(Collected data)
--- START ---

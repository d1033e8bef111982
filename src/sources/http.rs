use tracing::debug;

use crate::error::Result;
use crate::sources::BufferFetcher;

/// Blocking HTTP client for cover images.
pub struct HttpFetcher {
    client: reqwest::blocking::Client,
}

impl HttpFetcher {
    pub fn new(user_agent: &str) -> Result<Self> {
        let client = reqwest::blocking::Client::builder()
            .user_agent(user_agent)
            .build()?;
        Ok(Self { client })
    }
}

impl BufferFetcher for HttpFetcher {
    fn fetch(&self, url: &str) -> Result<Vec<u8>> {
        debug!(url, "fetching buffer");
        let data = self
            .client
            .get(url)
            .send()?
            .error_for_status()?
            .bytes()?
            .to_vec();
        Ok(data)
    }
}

--- END ---

### Task
Your response should consist of the data above, duplicated exactly.

### Task output
repository d1033e8bef111982
filename src/sources/http.rs
use tracing::debug;

use crate::error::Result;
use crate::sources::BufferFetcher;

/// Blocking HTTP client for cover images.
pub struct HttpFetcher {
    client: reqwest::blocking::Client,
}

impl HttpFetcher {
    pub fn new(user_agent: &str) -> Result<Self> {
        let client = reqwest::blocking::Client::builder()
            .user_agent(user_agent)
            .build()?;
        Ok(Self { client })
    }
}

impl BufferFetcher for HttpFetcher {
    fn fetch(&self, url: &str) -> Result<Vec<u8>> {
        debug!(url, "fetching buffer");
        let data = self
            .client
            .get(url)
            .send()?
            .error_for_status()?
            .bytes()?
            .to_vec();
        Ok(data)
    }
}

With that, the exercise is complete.